Investors buy China bonds despite odds
China's bond market has attracted net capital inflows in the first half of this year despite the US-China interest rate differential, reflecting global investors' solid confidence in yuan-denominated assets as well as the Chinese economy, officials and experts said on Friday.
Overseas investors bought Chinese onshore bonds worth nearly a net $79 billion in the first half, reversing net sales last year, said the State Administration of Foreign Exchange.
In the second quarter, foreign net purchases of onshore bonds amounted to $58.5 billion, reaching a comparably high quarterly level, SAFE said.
More than 1,100 global institutions, mainly central banks, from more than 60 countries have entered the onshore interbank bond market as at the end of June.
Investors bought Chinese bonds despite the high US-China interest rate differential amid the US Federal Reserve's aggressive interest rate hikes. The nominal yield on China's 10-year government bond was about 2.62 percent on Friday, versus 3.85 percent of 10-year US Treasury bonds on Thursday, according to market tracker Wind Info.
This has fully reflected the appeal of investment and allocation of Chinese bonds, Wang Chunying, deputy head and spokeswoman for SAFE, said at a news conference. "Looking ahead, foreign investors will continue to increase holdings and steadily allocate yuan-denominated assets."
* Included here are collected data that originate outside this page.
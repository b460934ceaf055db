//! Core types for the hooks system.

use std::fmt;
use std::str::FromStr;

use serde::{Deserialize, Serialize};

use crate::hooks::error::HookError;

/// Priority for hook execution order.
///
/// Hooks with higher priority values execute first.
/// Default priority is 100.
#[derive(Debug, Clone, Copy, PartialEq, Eq, PartialOrd, Ord, Serialize, Deserialize)]
pub struct HookPriority(pub u32);

impl Default for HookPriority {
    fn default() -> Self {
        Self(100)
    }
}

impl HookPriority {
    /// Create a new hook priority.
    pub fn new(priority: u32) -> Self {
        Self(priority)
    }

    /// Get the priority value.
    pub fn value(&self) -> u32 {
        self.0
    }
}

/// Lifecycle points a hook can be attached to.
#[derive(Debug, Clone, Copy, PartialEq, Eq, Hash, Serialize, Deserialize)]
#[serde(try_from = "String", into = "String")]
pub enum HookEvent {
    /// Before a workflow starts.
    BeforeWorkflow,
    /// After a workflow finished, whatever the outcome.
    AfterWorkflow,
    /// A workflow failed.
    WorkflowError,
    /// Before a step runs.
    BeforeStep,
    /// After a step settled (completed or failed).
    AfterStep,
    /// A step exhausted its retries.
    StepError,
    /// Before a tool call.
    BeforeTool,
    /// After a tool call.
    AfterTool,
    /// A tool call failed.
    ToolError,
    /// Before an agent (sampling) call.
    BeforeAgent,
    /// After an agent (sampling) call.
    AfterAgent,
    /// An agent call failed.
    AgentError,
}

impl HookEvent {
    /// Every known event, in declaration order.
    pub const ALL: [Self; 12] = [
        Self::BeforeWorkflow,
        Self::AfterWorkflow,
        Self::WorkflowError,
        Self::BeforeStep,
        Self::AfterStep,
        Self::StepError,
        Self::BeforeTool,
        Self::AfterTool,
        Self::ToolError,
        Self::BeforeAgent,
        Self::AfterAgent,
        Self::AgentError,
    ];

    /// Get the string representation of the event.
    pub fn as_str(&self) -> &'static str {
        match self {
            Self::BeforeWorkflow => "workflow:before",
            Self::AfterWorkflow => "workflow:after",
            Self::WorkflowError => "workflow:error",
            Self::BeforeStep => "workflow:step:before",
            Self::AfterStep => "workflow:step:after",
            Self::StepError => "workflow:step:error",
            Self::BeforeTool => "tool:before",
            Self::AfterTool => "tool:after",
            Self::ToolError => "tool:error",
            Self::BeforeAgent => "agent:before",
            Self::AfterAgent => "agent:after",
            Self::AgentError => "agent:error",
        }
    }
}

impl fmt::Display for HookEvent {
    fn fmt(&self, f: &mut fmt::Formatter<'_>) -> fmt::Result {
        f.write_str(self.as_str())
    }
}

impl FromStr for HookEvent {
    type Err = HookError;

    fn from_str(s: &str) -> Result<Self, Self::Err> {
        Self::ALL
            .iter()
            .copied()
            .find(|event| event.as_str() == s)
            .ok_or_else(|| HookError::UnknownEvent(s.to_string()))
    }
}

impl TryFrom<String> for HookEvent {
    type Error = HookError;

    fn try_from(value: String) -> Result<Self, Self::Error> {
        value.parse()
    }
}

impl From<HookEvent> for String {
    fn from(event: HookEvent) -> Self {
        event.as_str().to_string()
    }
}

/// Context passed to hooks during execution.
#[derive(Debug, Clone, Serialize, Deserialize)]
pub struct HookContext {
    /// The event being dispatched.
    pub event: HookEvent,
    /// Event input (workflow definition summary, step, result, ...).
    pub input: serde_json::Value,
    /// Metadata about the execution context.
    pub metadata: serde_json::Value,
}

impl HookContext {
    /// Create a new hook context.
    pub fn new(event: HookEvent, input: serde_json::Value) -> Self {
        Self { event, input, metadata: serde_json::json!({}) }
    }

    /// Create a new hook context with metadata.
    pub fn with_metadata(
        event: HookEvent,
        input: serde_json::Value,
        metadata: serde_json::Value,
    ) -> Self {
        Self { event, input, metadata }
    }
}

/// Result of hook execution.
#[derive(Debug, Clone, Serialize, Deserialize)]
pub struct HookResult {
    /// Whether the hook execution was successful.
    pub success: bool,
    /// Optional message from the hook.
    pub message: Option<String>,
    /// Whether the remaining hooks for this event should run.
    #[serde(rename = "continue")]
    pub should_continue: bool,
}

impl Default for HookResult {
    fn default() -> Self {
        Self { success: true, message: None, should_continue: true }
    }
}

impl HookResult {
    /// Create a successful hook result.
    pub fn success() -> Self {
        Self::default()
    }

    /// Create a hook result that stops the remaining hooks for this event.
    pub fn stop(message: impl Into<String>) -> Self {
        Self { success: true, message: Some(message.into()), should_continue: false }
    }

    /// Create a hook result with an error message but continue execution.
    pub fn error(message: impl Into<String>) -> Self {
        Self { success: false, message: Some(message.into()), should_continue: true }
    }
}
Such assets offer the advantage of diversification benefits to global investors, Wang said, as the country's monetary policy cycle is different from that of many other major economies, which leads to a distinct bond market performance.
While the US Fed has raised interest rates at the sharpest pace on record since last year, China has instead cut interest rates moderately to support the economy as China's monetary policy adjustments are made mainly based on domestic conditions, according to Yi Gang, governor of the People's Bank of China, the country's central bank.
Also in contrast to many other economies, China has been prudent regarding interest rate adjustments to save the policy space for a rainy day and prevent excessive investment, Yi said in a recent paper published by the Economic Research Journal.
As China further eased monetary conditions, the onshore bonds rose in the first half and provided competitive real yields — nominal bond yields minus inflation rates — amid low domestic inflation but stubbornly high overseas inflation, leading to foreign investors' continuous interest in China's bond market, said Zhou Maohua, an analyst at China Everbright Bank.
"More importantly, the long-term uptrend of the Chinese economy has offered global investors stable, predictable returns on yuan-denominated assets."
Wang from SAFE said the administration will continue to optimize bond market opening-up with more products and services, adding that it is confident and capable of keeping the renminbi exchange rate generally stable at a reasonable and balanced level.
She said the country's foreign exchange market will face a more factorable external environment in the second half as the Fed is close to the end of rate hikes while China's economic recovery may stand out in a slowing global economy.
On Thursday, in a move that was interpreted as an attempt to stabilize the yuan's exchange rate, the PBOC and SAFE jointly raised the macroprudential adjustment parameter for cross-border financing of corporates and financial institutions to 1.5 from 1.25.
The hike will help boost capital inflows, increase onshore foreign exchange liquidity and stabilize foreign exchange market expectations, Wang said, vowing to effect more measures to anchor market expectations.
Echoing Wang's remarks, Eddie Yue, chief executive of the Hong Kong Monetary Authority, said he is overall optimistic about the onshore financial market's prospects of attracting capital flows via Hong Kong in the coming 12 months.
In an interaction with reporters in Beijing on Thursday, Yue said the HKMA is working to launch offshore futures of Chinese government bonds in Hong Kong at an early date to provide overseas investors with more tools to hedge against certain perceived risks associated with their onshore bond holdings.